-- INFORMATION GIVEN --
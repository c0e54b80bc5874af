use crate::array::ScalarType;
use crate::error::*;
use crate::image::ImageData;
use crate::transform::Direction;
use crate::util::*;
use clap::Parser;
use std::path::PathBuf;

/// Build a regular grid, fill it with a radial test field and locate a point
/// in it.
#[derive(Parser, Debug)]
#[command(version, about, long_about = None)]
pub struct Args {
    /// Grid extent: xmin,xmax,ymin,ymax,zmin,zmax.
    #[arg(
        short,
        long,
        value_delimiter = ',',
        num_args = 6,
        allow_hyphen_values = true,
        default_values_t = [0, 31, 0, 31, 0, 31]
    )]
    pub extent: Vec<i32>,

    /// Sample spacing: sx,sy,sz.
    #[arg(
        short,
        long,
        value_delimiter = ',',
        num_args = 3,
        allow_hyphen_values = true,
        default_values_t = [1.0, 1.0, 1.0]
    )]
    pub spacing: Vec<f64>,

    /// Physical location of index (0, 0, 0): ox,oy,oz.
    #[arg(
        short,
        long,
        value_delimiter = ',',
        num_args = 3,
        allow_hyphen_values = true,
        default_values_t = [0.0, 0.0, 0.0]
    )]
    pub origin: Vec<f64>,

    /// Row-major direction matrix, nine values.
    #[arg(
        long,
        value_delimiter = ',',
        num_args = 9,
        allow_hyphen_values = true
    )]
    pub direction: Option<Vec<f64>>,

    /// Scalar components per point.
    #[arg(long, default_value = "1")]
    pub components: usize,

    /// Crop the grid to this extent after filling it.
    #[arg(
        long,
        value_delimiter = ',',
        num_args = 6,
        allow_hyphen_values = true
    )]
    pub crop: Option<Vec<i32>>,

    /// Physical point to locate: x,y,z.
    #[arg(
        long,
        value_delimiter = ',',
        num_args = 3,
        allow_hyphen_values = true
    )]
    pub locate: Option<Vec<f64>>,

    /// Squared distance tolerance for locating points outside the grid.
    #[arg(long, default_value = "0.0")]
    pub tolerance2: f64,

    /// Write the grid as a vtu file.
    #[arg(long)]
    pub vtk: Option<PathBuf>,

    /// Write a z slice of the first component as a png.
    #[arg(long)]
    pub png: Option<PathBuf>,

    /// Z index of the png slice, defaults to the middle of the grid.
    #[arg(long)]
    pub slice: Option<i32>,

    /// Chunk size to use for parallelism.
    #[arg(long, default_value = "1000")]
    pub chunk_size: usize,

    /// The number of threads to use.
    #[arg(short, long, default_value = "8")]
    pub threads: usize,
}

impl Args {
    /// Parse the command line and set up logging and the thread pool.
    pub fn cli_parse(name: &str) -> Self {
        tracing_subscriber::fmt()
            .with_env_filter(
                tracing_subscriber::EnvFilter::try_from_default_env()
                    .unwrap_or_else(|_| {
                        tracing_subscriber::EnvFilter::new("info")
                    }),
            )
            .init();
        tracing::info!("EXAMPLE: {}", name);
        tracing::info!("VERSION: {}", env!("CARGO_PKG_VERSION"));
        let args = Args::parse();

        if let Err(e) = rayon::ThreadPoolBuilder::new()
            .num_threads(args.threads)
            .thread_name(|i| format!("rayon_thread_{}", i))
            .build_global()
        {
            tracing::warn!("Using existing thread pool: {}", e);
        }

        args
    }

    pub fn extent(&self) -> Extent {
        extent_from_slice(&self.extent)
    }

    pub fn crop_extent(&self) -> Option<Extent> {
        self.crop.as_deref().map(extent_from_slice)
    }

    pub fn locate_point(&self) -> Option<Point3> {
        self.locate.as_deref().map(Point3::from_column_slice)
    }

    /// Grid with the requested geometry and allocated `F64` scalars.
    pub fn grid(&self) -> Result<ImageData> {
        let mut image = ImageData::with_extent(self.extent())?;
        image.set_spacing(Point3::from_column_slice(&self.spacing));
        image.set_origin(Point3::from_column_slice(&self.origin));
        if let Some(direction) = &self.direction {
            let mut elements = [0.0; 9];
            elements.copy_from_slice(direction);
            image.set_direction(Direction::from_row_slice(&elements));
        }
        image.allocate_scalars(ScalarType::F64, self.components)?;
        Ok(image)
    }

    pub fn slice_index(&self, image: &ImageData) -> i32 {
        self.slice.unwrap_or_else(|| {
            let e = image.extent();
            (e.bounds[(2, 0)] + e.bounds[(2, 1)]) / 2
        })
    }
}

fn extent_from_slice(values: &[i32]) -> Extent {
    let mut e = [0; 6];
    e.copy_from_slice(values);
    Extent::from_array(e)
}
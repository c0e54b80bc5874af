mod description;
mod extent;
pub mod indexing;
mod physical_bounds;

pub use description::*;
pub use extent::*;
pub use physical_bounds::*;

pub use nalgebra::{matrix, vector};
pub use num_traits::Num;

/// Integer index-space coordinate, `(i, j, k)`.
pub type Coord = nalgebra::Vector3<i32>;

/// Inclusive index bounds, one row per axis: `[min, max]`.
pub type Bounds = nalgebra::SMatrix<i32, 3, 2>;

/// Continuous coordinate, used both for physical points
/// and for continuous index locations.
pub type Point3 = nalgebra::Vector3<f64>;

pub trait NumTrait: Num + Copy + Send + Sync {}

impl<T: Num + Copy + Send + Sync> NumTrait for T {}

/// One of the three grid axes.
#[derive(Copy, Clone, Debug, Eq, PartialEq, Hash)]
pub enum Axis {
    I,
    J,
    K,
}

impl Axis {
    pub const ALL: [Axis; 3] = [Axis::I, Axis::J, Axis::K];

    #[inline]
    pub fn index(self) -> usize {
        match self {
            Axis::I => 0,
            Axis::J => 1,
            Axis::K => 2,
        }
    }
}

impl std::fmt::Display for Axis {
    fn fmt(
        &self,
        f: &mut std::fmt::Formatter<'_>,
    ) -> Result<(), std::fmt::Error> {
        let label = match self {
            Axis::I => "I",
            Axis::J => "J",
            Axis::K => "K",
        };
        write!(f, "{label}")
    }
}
* * *
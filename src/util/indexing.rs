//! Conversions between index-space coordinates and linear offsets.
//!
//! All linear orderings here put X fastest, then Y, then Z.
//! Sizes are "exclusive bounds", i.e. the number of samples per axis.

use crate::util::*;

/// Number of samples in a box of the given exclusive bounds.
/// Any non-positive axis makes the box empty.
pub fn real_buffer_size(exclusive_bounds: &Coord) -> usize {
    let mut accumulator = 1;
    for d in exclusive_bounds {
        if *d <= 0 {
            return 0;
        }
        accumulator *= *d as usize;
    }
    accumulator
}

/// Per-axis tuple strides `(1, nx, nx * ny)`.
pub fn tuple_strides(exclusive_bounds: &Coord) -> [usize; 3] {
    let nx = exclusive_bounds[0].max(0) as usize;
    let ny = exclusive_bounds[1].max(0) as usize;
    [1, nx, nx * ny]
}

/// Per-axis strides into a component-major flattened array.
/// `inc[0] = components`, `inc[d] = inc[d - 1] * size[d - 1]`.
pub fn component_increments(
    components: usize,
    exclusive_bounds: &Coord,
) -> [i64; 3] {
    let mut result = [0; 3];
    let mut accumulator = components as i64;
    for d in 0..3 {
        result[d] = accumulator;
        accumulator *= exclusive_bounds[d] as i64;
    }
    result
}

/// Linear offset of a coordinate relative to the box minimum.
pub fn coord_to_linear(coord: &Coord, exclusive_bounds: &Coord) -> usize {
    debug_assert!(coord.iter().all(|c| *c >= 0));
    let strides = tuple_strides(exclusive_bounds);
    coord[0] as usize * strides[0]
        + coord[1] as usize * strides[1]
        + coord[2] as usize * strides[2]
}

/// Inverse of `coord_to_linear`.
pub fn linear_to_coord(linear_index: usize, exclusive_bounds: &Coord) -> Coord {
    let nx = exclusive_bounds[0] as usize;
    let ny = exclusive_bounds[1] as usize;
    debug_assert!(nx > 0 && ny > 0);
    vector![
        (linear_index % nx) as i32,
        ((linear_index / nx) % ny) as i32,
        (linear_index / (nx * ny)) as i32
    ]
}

-- WHAT YOU SHOULD DO --
The job here is to find each line above with the word "samples" and copy it.

-- ANSWER SPACE --
//! Sizes are "exclusive bounds", i.e. the number of samples per axis.
/// Number of samples in a box of the given exclusive bounds.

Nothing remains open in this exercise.